WORK TO COMPLETE - In the data below, find every line that has the string "InvalidTransition", and copy it.

DATA SHOWN -
-*-*-

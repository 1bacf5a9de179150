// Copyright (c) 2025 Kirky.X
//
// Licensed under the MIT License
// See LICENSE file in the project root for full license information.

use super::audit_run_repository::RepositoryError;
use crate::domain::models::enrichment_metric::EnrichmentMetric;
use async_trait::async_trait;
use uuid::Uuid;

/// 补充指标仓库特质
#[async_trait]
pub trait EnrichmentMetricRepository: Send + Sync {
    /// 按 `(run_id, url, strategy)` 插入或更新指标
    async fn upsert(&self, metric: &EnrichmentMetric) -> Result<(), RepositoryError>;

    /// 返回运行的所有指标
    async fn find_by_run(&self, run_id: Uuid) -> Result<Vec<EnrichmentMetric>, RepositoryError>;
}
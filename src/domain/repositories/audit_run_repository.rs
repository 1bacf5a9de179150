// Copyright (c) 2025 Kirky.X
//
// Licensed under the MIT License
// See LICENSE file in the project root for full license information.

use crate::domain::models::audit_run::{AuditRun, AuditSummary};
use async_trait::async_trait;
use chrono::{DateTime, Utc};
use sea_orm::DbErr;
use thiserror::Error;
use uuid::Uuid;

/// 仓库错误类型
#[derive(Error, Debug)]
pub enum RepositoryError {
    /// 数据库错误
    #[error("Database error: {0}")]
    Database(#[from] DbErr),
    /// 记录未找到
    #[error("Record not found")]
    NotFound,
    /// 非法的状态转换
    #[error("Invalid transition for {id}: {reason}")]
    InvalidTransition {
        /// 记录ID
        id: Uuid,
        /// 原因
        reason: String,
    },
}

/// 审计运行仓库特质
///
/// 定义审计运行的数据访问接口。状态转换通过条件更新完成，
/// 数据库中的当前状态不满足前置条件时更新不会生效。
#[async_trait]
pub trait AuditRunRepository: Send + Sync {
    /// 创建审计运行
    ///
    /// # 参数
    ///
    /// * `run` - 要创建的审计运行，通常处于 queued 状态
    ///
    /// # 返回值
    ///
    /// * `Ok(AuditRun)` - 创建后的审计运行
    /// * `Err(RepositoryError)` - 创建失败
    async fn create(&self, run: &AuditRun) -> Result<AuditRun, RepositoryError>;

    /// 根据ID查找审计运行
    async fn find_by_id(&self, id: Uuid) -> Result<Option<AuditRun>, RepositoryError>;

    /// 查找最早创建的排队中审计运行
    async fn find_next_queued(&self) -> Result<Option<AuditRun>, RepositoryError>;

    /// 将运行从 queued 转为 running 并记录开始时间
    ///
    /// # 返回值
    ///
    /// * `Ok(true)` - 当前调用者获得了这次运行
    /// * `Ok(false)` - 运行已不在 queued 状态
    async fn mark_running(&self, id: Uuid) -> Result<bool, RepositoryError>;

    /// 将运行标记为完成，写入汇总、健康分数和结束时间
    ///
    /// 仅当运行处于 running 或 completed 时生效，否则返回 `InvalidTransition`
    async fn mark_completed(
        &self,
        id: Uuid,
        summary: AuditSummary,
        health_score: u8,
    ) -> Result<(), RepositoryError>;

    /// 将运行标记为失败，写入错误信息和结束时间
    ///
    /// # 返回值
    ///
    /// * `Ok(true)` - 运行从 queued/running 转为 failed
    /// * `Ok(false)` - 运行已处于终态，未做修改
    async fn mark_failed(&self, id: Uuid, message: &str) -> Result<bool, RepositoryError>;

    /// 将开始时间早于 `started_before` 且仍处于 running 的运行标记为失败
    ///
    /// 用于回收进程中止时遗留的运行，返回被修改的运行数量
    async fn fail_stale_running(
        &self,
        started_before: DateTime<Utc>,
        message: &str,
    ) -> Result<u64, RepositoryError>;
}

-*-*-

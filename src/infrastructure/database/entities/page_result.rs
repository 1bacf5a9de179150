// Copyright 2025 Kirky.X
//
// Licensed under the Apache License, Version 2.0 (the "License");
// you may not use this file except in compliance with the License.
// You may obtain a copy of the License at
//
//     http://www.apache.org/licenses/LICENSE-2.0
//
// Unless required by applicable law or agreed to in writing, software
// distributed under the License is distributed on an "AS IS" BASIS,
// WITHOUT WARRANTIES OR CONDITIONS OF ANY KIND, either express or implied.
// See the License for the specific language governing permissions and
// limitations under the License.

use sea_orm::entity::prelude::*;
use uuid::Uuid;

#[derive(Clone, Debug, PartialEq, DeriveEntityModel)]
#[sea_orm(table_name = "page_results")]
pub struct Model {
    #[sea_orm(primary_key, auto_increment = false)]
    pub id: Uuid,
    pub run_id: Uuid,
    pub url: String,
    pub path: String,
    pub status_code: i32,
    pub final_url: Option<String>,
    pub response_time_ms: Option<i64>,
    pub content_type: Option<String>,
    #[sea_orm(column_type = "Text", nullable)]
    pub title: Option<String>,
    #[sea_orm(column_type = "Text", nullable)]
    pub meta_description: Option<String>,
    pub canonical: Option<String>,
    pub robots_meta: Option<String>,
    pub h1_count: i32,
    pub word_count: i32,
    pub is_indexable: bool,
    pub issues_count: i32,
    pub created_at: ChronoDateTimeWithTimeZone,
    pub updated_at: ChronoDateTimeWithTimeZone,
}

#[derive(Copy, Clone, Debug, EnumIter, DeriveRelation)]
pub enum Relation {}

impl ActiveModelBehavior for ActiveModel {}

-*-*-

PROBLEM SOLUTION -
    InvalidTransition {
    /// 仅当运行处于 running 或 completed 时生效，否则返回 `InvalidTransition`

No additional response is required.